Reactivity

I’m inclined to jump in the deep end and start straight out with an article while I work on getting the site to look pretty. So here goes:


Reactivity

This train of thought began with consideration of that most controversial of cards, Pathetic Attempt. It stone cold stops anything that targets a card your opponent controls. That’s a long list of effects in Vs, and because of that, there has been something of an outcry in the community who claim that its very existence is detrimental to the game.

I’m not in that camp.

In fact, I might even go so far as to argue that it’s not even “really good.” Certainly, I’d argue that you should give its inclusion a lot of thought.

The reason for this is simple.

Action is better than Reaction.

For every card that you include in your deck that isn’t directly forwarding your path to victory, you are weakening your deck. Focus is key to good deckbuilding. High Voltage is the perfect example of this – every card in the deck had to do a certain amount of damage.

Every.

Single.

One.

If it didn’t do that, it didn’t make the cut.

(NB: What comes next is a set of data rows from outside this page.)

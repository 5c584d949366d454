//! # Identity Cache
//!
//! Maps key identities to delegate signers and verifiers so that each master
//! key gets at most one subkey per mode.
//!
//! ```text
//! ┌─────────────────────────────────────────────────────────────────────────┐
//! │                         IDENTITY CACHE                                  │
//! ├─────────────────────────────────────────────────────────────────────────┤
//! │                                                                         │
//! │  signers                                                               │
//! │    SHA-224(master payload)            ──► DelegateSigner (sync)        │
//! │    SHA-224(master payload) ":async"   ──► DelegateSigner (async)       │
//! │                                                                         │
//! │  verifiers                                                             │
//! │    fingerprint(master pub, subkey, cert)          ──► DelegateVerifier │
//! │    fingerprint(master pub, subkey, cert) ":legacy" ──► DelegateVerifier│
//! │                                                                         │
//! │  Parts are length-framed before hashing: shifting bytes between the    │
//! │  public key, subkey and certification never reaches a cached verifier. │
//! │                                                                         │
//! │  Inserts happen under the write lock after a second lookup, so two     │
//! │  racing callers still construct only one instance.                     │
//! │                                                                         │
//! └─────────────────────────────────────────────────────────────────────────┘
//! ```

use std::collections::HashMap;
use std::sync::Arc;

use parking_lot::RwLock;

use crate::crypto::{self, MasterKeySource, MasterVerifyMode};
use crate::envelope::Envelope;
use crate::error::Result;
use crate::signer::{Certifier, DelegateSigner};
use crate::verifier::DelegateVerifier;

const ASYNC_SUFFIX: &str = ":async";
const LEGACY_SUFFIX: &str = ":legacy";

/// Identity-keyed store of delegate signers and verifiers
#[derive(Default)]
pub struct IdentityCache {
    signers: RwLock<HashMap<String, Arc<DelegateSigner>>>,
    verifiers: RwLock<HashMap<String, Arc<DelegateVerifier>>>,
}

impl IdentityCache {
    /// Create an empty cache
    pub fn new() -> Self {
        Self::default()
    }

    /// Get the synchronously certified signer for a master key
    ///
    /// The first call generates and certifies a subkey; a failure there is
    /// returned and nothing is cached.
    pub fn get_signer(&self, master: &MasterKeySource) -> Result<Arc<DelegateSigner>> {
        master.validate()?;
        let id = crypto::fingerprint(&[master.payload()]);

        if let Some(signer) = self.signers.read().get(&id) {
            return Ok(Arc::clone(signer));
        }

        let mut signers = self.signers.write();
        if let Some(signer) = signers.get(&id) {
            return Ok(Arc::clone(signer));
        }

        let signer = Arc::new(DelegateSigner::certified(master)?);
        tracing::debug!(
            "Created signer {} for master {}",
            hex::encode(signer.subkey_public()),
            id
        );
        signers.insert(id, Arc::clone(&signer));
        Ok(signer)
    }

    /// Get the externally certified signer for a master key
    ///
    /// The first call caches a pending signer and then hands its subkey to
    /// `certifier`. Later calls return that signer whatever its state,
    /// without contacting the certifier again.
    pub fn get_async_signer<C>(
        &self,
        master: &MasterKeySource,
        certifier: &C,
    ) -> Result<Arc<DelegateSigner>>
    where
        C: Certifier + ?Sized,
    {
        master.validate()?;
        let id = crypto::fingerprint(&[master.payload()]) + ASYNC_SUFFIX;

        if let Some(signer) = self.signers.read().get(&id) {
            return Ok(Arc::clone(signer));
        }

        let signer = {
            let mut signers = self.signers.write();
            if let Some(signer) = signers.get(&id) {
                return Ok(Arc::clone(signer));
            }
            let signer = Arc::new(DelegateSigner::uncertified());
            signers.insert(id.clone(), Arc::clone(&signer));
            signer
        };

        // Outside the lock: the certifier may answer inline.
        tracing::debug!(
            "Requesting certification of {} for master {}",
            hex::encode(signer.subkey_public()),
            id
        );
        signer.request_certification(master, certifier);
        Ok(signer)
    }

    /// Get the verifier for an envelope's certified subkey
    ///
    /// A certification that does not verify is returned as an error and not
    /// cached, so a retry checks it again.
    pub fn get_verifier(
        &self,
        master_public: &[u8],
        envelope: &Envelope,
        mode: MasterVerifyMode,
    ) -> Result<Arc<DelegateVerifier>> {
        let mut id = crypto::fingerprint(&[
            master_public,
            envelope.subkey.as_slice(),
            envelope.certification.as_slice(),
        ]);
        if mode == MasterVerifyMode::Legacy {
            id.push_str(LEGACY_SUFFIX);
        }

        if let Some(verifier) = self.verifiers.read().get(&id) {
            return Ok(Arc::clone(verifier));
        }

        let mut verifiers = self.verifiers.write();
        if let Some(verifier) = verifiers.get(&id) {
            return Ok(Arc::clone(verifier));
        }

        let verifier = Arc::new(DelegateVerifier::new(
            master_public,
            &envelope.subkey,
            &envelope.certification,
            mode,
        )?);
        verifiers.insert(id, Arc::clone(&verifier));
        Ok(verifier)
    }

    /// Drop every cached signer and verifier
    ///
    /// Signers created afterwards generate new subkeys.
    pub fn clear_all(&self) {
        // Both write locks are held together so no lookup sees one map
        // cleared and the other still populated. Lock order: signers, then
        // verifiers; no other path holds both.
        let mut signer_map = self.signers.write();
        let mut verifier_map = self.verifiers.write();
        let signers = std::mem::take(&mut *signer_map);
        let verifiers = std::mem::take(&mut *verifier_map);
        drop(verifier_map);
        drop(signer_map);
        tracing::info!(
            "Cleared {} signer(s) and {} verifier(s)",
            signers.len(),
            verifiers.len()
        );
    }

    /// Number of cached signers
    pub fn signer_count(&self) -> usize {
        self.signers.read().len()
    }

    /// Number of cached verifiers
    pub fn verifier_count(&self) -> usize {
        self.verifiers.read().len()
    }
}

// ============================================================================
// TESTS
// ============================================================================

#[cfg(test)]
mod tests {
    use super::*;
    use crate::error::Error;
    use crate::signer::{CertificationReply, SignerMode, SignerState};
    use std::sync::atomic::{AtomicUsize, Ordering};

    fn master() -> MasterKeySource {
        MasterKeySource::from([11u8; 32])
    }

    fn inline_certifier(master: &MasterKeySource, subkey: &[u8], reply: CertificationReply) {
        reply.resolve(crypto::certify(master, subkey));
    }

    #[test]
    fn test_signer_reused() {
        let cache = IdentityCache::new();
        let a = cache.get_signer(&master()).unwrap();
        let b = cache.get_signer(&master()).unwrap();

        assert!(Arc::ptr_eq(&a, &b));
        assert_eq!(cache.signer_count(), 1);
    }

    #[test]
    fn test_passphrase_not_part_of_identity() {
        let cache = IdentityCache::new();
        let sealed = crypto::seal_master_key(&[11u8; 32], "password").unwrap();

        let a = cache
            .get_signer(&MasterKeySource::with_passphrase(sealed.clone(), "password"))
            .unwrap();
        // Same payload, wrong passphrase: identity matches, so the cached
        // signer is returned without unsealing again.
        let b = cache
            .get_signer(&MasterKeySource::with_passphrase(sealed, "wrong"))
            .unwrap();
        assert!(Arc::ptr_eq(&a, &b));
    }

    #[test]
    fn test_sync_and_async_signers_are_distinct() {
        let cache = IdentityCache::new();
        let sync = cache.get_signer(&master()).unwrap();
        let async_signer = cache.get_async_signer(&master(), &inline_certifier).unwrap();

        assert!(!Arc::ptr_eq(&sync, &async_signer));
        assert_eq!(sync.mode(), SignerMode::Sync);
        assert_eq!(async_signer.mode(), SignerMode::Async);
        assert_eq!(cache.signer_count(), 2);
    }

    #[test]
    fn test_certifier_invoked_once() {
        let cache = IdentityCache::new();
        let calls = AtomicUsize::new(0);
        let certifier = |_: &MasterKeySource, _: &[u8], reply: CertificationReply| {
            calls.fetch_add(1, Ordering::SeqCst);
            reply.fail("unreachable");
        };

        let a = cache.get_async_signer(&master(), &certifier).unwrap();
        let b = cache.get_async_signer(&master(), &certifier).unwrap();

        assert!(Arc::ptr_eq(&a, &b));
        assert_eq!(calls.load(Ordering::SeqCst), 1);
        assert!(matches!(b.state(), SignerState::Failed(_)));
    }

    #[test]
    fn test_failed_sync_signer_not_cached() {
        let cache = IdentityCache::new();
        let bad = MasterKeySource::from(&b"not a key"[..]);

        assert!(cache.get_signer(&bad).is_err());
        assert_eq!(cache.signer_count(), 0);
    }

    #[test]
    fn test_empty_master_rejected_before_lookup() {
        let cache = IdentityCache::new();
        let empty = MasterKeySource::Raw(Vec::new());

        assert!(matches!(
            cache.get_async_signer(&empty, &inline_certifier),
            Err(Error::InvalidMasterKey(_))
        ));
        assert_eq!(cache.signer_count(), 0);
    }

    #[test]
    fn test_verifier_cached_per_mode() {
        let cache = IdentityCache::new();
        let master = master();
        let signer = cache.get_signer(&master).unwrap();
        let envelope = Envelope::from_bytes(&signer.sign(b"msg").unwrap()).unwrap();
        let public = master.public_key().unwrap();

        let a = cache
            .get_verifier(&public, &envelope, MasterVerifyMode::Standard)
            .unwrap();
        let b = cache
            .get_verifier(&public, &envelope, MasterVerifyMode::Standard)
            .unwrap();
        let legacy = cache
            .get_verifier(&public, &envelope, MasterVerifyMode::Legacy)
            .unwrap();

        assert!(Arc::ptr_eq(&a, &b));
        assert!(!Arc::ptr_eq(&a, &legacy));
        assert_eq!(cache.verifier_count(), 2);
    }

    #[test]
    fn test_unverifiable_subkey_not_cached() {
        let cache = IdentityCache::new();
        let signer = cache.get_signer(&master()).unwrap();
        let envelope = Envelope::from_bytes(&signer.sign(b"msg").unwrap()).unwrap();
        let stranger = MasterKeySource::from([12u8; 32]).public_key().unwrap();

        for _ in 0..2 {
            assert_eq!(
                cache
                    .get_verifier(&stranger, &envelope, MasterVerifyMode::Standard)
                    .unwrap_err(),
                Error::UnverifiableSubkey
            );
        }
        assert_eq!(cache.verifier_count(), 0);
    }

    #[test]
    fn test_shifted_fields_miss_cached_verifier() {
        let cache = IdentityCache::new();
        let master = master();
        let public = master.public_key().unwrap();
        let signer = cache.get_signer(&master).unwrap();
        let envelope = Envelope::from_bytes(&signer.sign(b"msg").unwrap()).unwrap();
        cache
            .get_verifier(&public, &envelope, MasterVerifyMode::Standard)
            .unwrap();

        // One subkey byte moved onto the end of the public key.
        let mut long_public = public.to_vec();
        long_public.push(envelope.subkey[0]);
        let short_subkey = Envelope::new(
            envelope.subkey[1..].to_vec(),
            envelope.certification.clone(),
            envelope.signature.clone(),
        );
        assert!(cache
            .get_verifier(&long_public, &short_subkey, MasterVerifyMode::Standard)
            .is_err());

        // One certification byte moved onto the end of the subkey.
        let mut long_subkey = envelope.subkey.clone();
        long_subkey.push(envelope.certification[0]);
        let short_cert = Envelope::new(
            long_subkey,
            envelope.certification[1..].to_vec(),
            envelope.signature.clone(),
        );
        assert!(cache
            .get_verifier(&public, &short_cert, MasterVerifyMode::Standard)
            .is_err());

        assert_eq!(cache.verifier_count(), 1);
    }

    #[test]
    fn test_clear_all_empties_both_maps() {
        let cache = IdentityCache::new();
        let master = master();
        let signer = cache.get_signer(&master).unwrap();
        let envelope = Envelope::from_bytes(&signer.sign(b"msg").unwrap()).unwrap();
        cache
            .get_verifier(&master.public_key().unwrap(), &envelope, MasterVerifyMode::Standard)
            .unwrap();
        assert_eq!((cache.signer_count(), cache.verifier_count()), (1, 1));

        cache.clear_all();
        assert_eq!((cache.signer_count(), cache.verifier_count()), (0, 0));
    }

    #[test]
    fn test_clear_all_rotates_subkeys() {
        let cache = IdentityCache::new();
        let before = *cache.get_signer(&master()).unwrap().subkey_public();

        cache.clear_all();
        assert_eq!(cache.signer_count(), 0);

        let after = *cache.get_signer(&master()).unwrap().subkey_public();
        assert_ne!(before, after);
    }
}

I’ve always leaned slightly towards aggressive decks in CCGs for competitive tournaments. I’ve played control decks at tournaments and done pretty well, but I’m just better at honing and playing an aggressive build. (Probably because L5R was the first CCG I played competitively, and I played Lion.) I think this is where my obsession with focus in deck building comes from. In an aggressive deck, like High Voltage, every single card should be contributing damage in some form. Your goal is to beat your opponent down faster than he can set up, or in a match against another aggressive deck, faster than he can beat you down.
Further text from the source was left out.